EP0328164A2 - Cathode arrangement for a flat electron beam display device - Google Patents

Abstract

A cathode arrangement for a flat electron beam image display device has a counter electrode (6), a plurality of heating wires (7) parallel thereto and a pull anode (5) also parallel to the counter electrode. There are also focusing wires (8) and pulling wires (9) which run parallel to the cathode wires. The pull anode is designed so that it has several pass lines for each cathode wire.

Thanks to this arrangement, it is no longer necessary to assign a separate cathode wire to each pass line in the train anode, but it is sufficient to use a single cathode wire for several pass lines in each case. This can save considerable heating power.

Description

The invention relates to a cathode arrangement for a flat electron beam image display device. In particular, it is about a cathode arrangement with a plurality of cathode wires between a counter electrode and a pull anode.

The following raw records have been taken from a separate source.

// Admission control: pause competing transfers for a stream, resume them later

use crate::controller::session::Controller;
use crate::core::config::PriorityConfig;
use crate::core::error::ControllerError;
use crate::engine::{EngineError, TransferEngine};
use crate::models::command::RequestId;
use crate::models::event::OutboundEvent;
use crate::models::transfer::{Descriptor, Fingerprint, TransferSnapshot};
use std::collections::{HashSet, VecDeque};
use std::sync::Arc;
use tokio::net::TcpListener;
use tokio::task::JoinSet;
use tracing::{debug, error, info, warn};

#[derive(Debug, Clone, PartialEq)]
pub struct PrioritySettings {
    pub prioritize_below: f64,
    pub keep_above: f64,
    pub release_above: f64,
    pub critical_divisor: u32,
    pub rollback_on_allocation_failure: bool,
}

impl Default for PrioritySettings {
    fn default() -> Self {
        Self::from(&PriorityConfig::default())
    }
}

impl From<&PriorityConfig> for PrioritySettings {
    fn from(config: &PriorityConfig) -> Self {
        Self {
            prioritize_below: config.prioritize_below,
            keep_above: config.keep_above,
            release_above: config.release_above,
            critical_divisor: config.critical_divisor.max(1),
            rollback_on_allocation_failure: config.rollback_on_allocation_failure,
        }
    }
}

/// Descriptors of transfers removed from the engine to free bandwidth
#[derive(Debug, Default)]
pub struct PausedSet {
    descriptors: VecDeque<Descriptor>,
}

impl PausedSet {
    pub fn new() -> Self {
        Self::default()
    }

    /// Returns false if the fingerprint was already paused
    pub fn push(&mut self, descriptor: Descriptor) -> bool {
        if self.contains(&descriptor.fingerprint) {
            return false;
        }
        self.descriptors.push_back(descriptor);
        true
    }

    pub fn take(&mut self, fingerprint: &Fingerprint) -> Option<Descriptor> {
        let index = self
            .descriptors
            .iter()
            .position(|d| d.fingerprint == *fingerprint)?;
        self.descriptors.remove(index)
    }

    /// Empty the set, oldest pause first
    pub fn drain(&mut self) -> Vec<Descriptor> {
        self.descriptors.drain(..).collect()
    }

    pub fn contains(&self, fingerprint: &Fingerprint) -> bool {
        self.descriptors.iter().any(|d| d.fingerprint == *fingerprint)
    }

    pub fn fingerprints(&self) -> Vec<Fingerprint> {
        self.descriptors.iter().map(|d| d.fingerprint).collect()
    }

    pub fn len(&self) -> usize {
        self.descriptors.len()
    }

    pub fn is_empty(&self) -> bool {
        self.descriptors.is_empty()
    }
}

/// Transfers whose progress may trigger an automatic resume
#[derive(Debug, Default)]
pub struct PriorityWatch {
    targets: HashSet<Fingerprint>,
}

impl PriorityWatch {
    pub fn new() -> Self {
        Self::default()
    }

    pub fn arm(&mut self, fingerprint: Fingerprint) {
        self.targets.insert(fingerprint);
    }

    pub fn disarm(&mut self, fingerprint: &Fingerprint) -> bool {
        self.targets.remove(fingerprint)
    }

    /// Drop every watcher; returns how many were live
    pub fn cancel_all(&mut self) -> usize {
        let count = self.targets.len();
        self.targets.clear();
        count
    }

    pub fn is_armed_for(&self, fingerprint: &Fingerprint) -> bool {
        self.targets.contains(fingerprint)
    }

    /// Whether a progress report for `fingerprint` crosses `threshold`
    pub fn fires(&self, fingerprint: &Fingerprint, progress: f64, threshold: f64) -> bool {
        self.is_armed_for(fingerprint) && progress > threshold
    }

    pub fn is_empty(&self) -> bool {
        self.targets.is_empty()
    }
}

/// Proof that watchers were cancelled and paused transfers resumed.
///
/// Only `Controller::unprioritize` creates one, and admitting a stream
/// target consumes one.
#[must_use]
#[derive(Debug)]
pub struct Unprioritized {
    _private: (),
}

impl<E: TransferEngine> Controller<E> {
    /// Cancel all priority watchers, then optionally resume every paused
    /// transfer. Returns once all re-adds have completed.
    pub async fn unprioritize(&mut self, restart: bool) -> Unprioritized {
        let cancelled = self.watch.cancel_all();
        if cancelled > 0 {
            debug!(watchers = cancelled, "Priority watchers cancelled");
        }

        if restart && !self.paused.is_empty() {
            let descriptors = self.paused.drain();
            info!(count = descriptors.len(), "Resuming paused transfers");

            let mut readds = JoinSet::new();
            for descriptor in descriptors {
                let engine = Arc::clone(&self.engine);
                let options = self.add_options(&descriptor.fingerprint);
                readds.spawn(async move {
                    let fingerprint = descriptor.fingerprint;
                    (fingerprint, engine.add(descriptor, options).await)
                });
            }

            while let Some(joined) = readds.join_next().await {
                match joined {
                    Ok((fingerprint, Ok(_))) => {
                        debug!(fingerprint = %fingerprint, "Paused transfer resumed");
                    }
                    Ok((fingerprint, Err(e))) => {
                        warn!(fingerprint = %fingerprint, error = %e, "Failed to resume paused transfer, dropping it");
                    }
                    Err(e) => {
                        error!(error = %e, "Resume task failed");
                    }
                }
            }
        }

        Unprioritized { _private: () }
    }

    /// Resolve a stream target, adding it if it is not active yet
    pub async fn admit(
        &mut self,
        _unprioritized: Unprioritized,
        transfer_id: &str,
    ) -> Result<TransferSnapshot, ControllerError> {
        self.resolve(transfer_id).await
    }

    /// Give `fingerprint` first claim on bandwidth.
    ///
    /// Its leading pieces are fetched first. A target below
    /// `prioritize_below` also pauses every other transfer under
    /// `keep_above` and arms the auto-resume watcher.
    pub async fn prioritize(&mut self, fingerprint: Fingerprint) -> Result<(), ControllerError> {
        let target = self
            .engine
            .get(&fingerprint)
            .ok_or(EngineError::NotFound(fingerprint))?;

        let critical = target.piece_count / self.settings.priority.critical_divisor;
        self.engine.mark_critical(&fingerprint, 0..critical)?;
        debug!(fingerprint = %fingerprint, pieces = critical, "Leading pieces marked critical");

        if target.progress >= self.settings.priority.prioritize_below {
            return Ok(());
        }

        let keep_above = self.settings.priority.keep_above;
        let competing: Vec<TransferSnapshot> = self
            .engine
            .transfers()
            .into_iter()
            .filter(|t| t.fingerprint != fingerprint && t.progress < keep_above)
            .collect();

        for transfer in competing {
            self.pause(transfer).await;
        }

        self.watch.arm(fingerprint);
        info!(
            fingerprint = %fingerprint,
            progress = target.progress,
            paused = self.paused.len(),
            "Transfer prioritized"
        );

        Ok(())
    }

    /// Remove a transfer from the engine and remember it for resumption.
    ///
    /// A failed removal leaves the transfer running and out of the paused set.
    pub async fn pause(&mut self, transfer: TransferSnapshot) {
        let fingerprint = transfer.fingerprint;

        if let Err(e) = self.engine.remove(&fingerprint).await {
            warn!(fingerprint = %fingerprint, error = %e, "Failed to pause transfer, leaving it running");
            return;
        }

        self.paused.push(transfer.descriptor);
        self.reporters.stop(&fingerprint);
        self.bus.emit(OutboundEvent::paused(fingerprint));
        info!(fingerprint = %fingerprint, progress = transfer.progress, "Transfer paused");
    }

    /// Serve a transfer for playback and return its URL.
    ///
    /// The server lives until `release-stream` is sent for `id` or the
    /// controller shuts down.
    pub async fn request_stream(
        &mut self,
        id: RequestId,
        transfer_id: &str,
    ) -> Result<String, ControllerError> {
        let unprioritized = self.unprioritize(true).await;
        let target = self.admit(unprioritized, transfer_id).await?;
        let fingerprint = target.fingerprint;
        self.prioritize(fingerprint).await?;

        let port = match self.serve_stream(&id, &fingerprint).await {
            Ok(port) => port,
            Err(e) => {
                if self.settings.priority.rollback_on_allocation_failure {
                    warn!(fingerprint = %fingerprint, error = %e, "Stream allocation failed, resuming paused transfers");
                    let _ = self.unprioritize(true).await;
                }
                return Err(e);
            }
        };

        info!(request_id = %id, fingerprint = %fingerprint, port, "Stream server started");
        Ok(format!("http://localhost:{}/0", port))
    }

    async fn serve_stream(
        &mut self,
        id: &RequestId,
        fingerprint: &Fingerprint,
    ) -> Result<u16, ControllerError> {
        let router = self.engine.stream_router(fingerprint)?;

        let listener = TcpListener::bind((self.settings.stream_host, 0))
            .await
            .map_err(ControllerError::Allocation)?;
        let port = listener
            .local_addr()
            .map_err(ControllerError::Allocation)?
            .port();

        let shutdown = self.cancel.child_token();
        let signal = shutdown.clone();
        let fingerprint = *fingerprint;
        tokio::spawn(async move {
            let result = axum::serve(listener, router)
                .with_graceful_shutdown(async move { signal.cancelled().await })
                .await;
            match result {
                Ok(()) => debug!(fingerprint = %fingerprint, port, "Stream server stopped"),
                Err(e) => warn!(fingerprint = %fingerprint, error = %e, "Stream server failed"),
            }
        });

        self.releases
            .register(id.clone(), Box::new(move || shutdown.cancel()));

        Ok(port)
    }
}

A cathode arrangement with counter electrode, cathode wires and pull anode is known from JP 60-185343 A. The counter electrode is segmented in order to be able to compensate for location-dependent emission differences with the aid of a location-dependent counter electrode voltage, such as occur along each cathode wire due to a potential drop from the edge to the center of the wire.

From EP-A-0 079 607 a cathode arrangement with counter electrode, cathode wires and pull anode is known, in which ribs protrude from the counter electrode. A cathode wire runs between two adjacent ribs. The ribs act as a focusing arrangement.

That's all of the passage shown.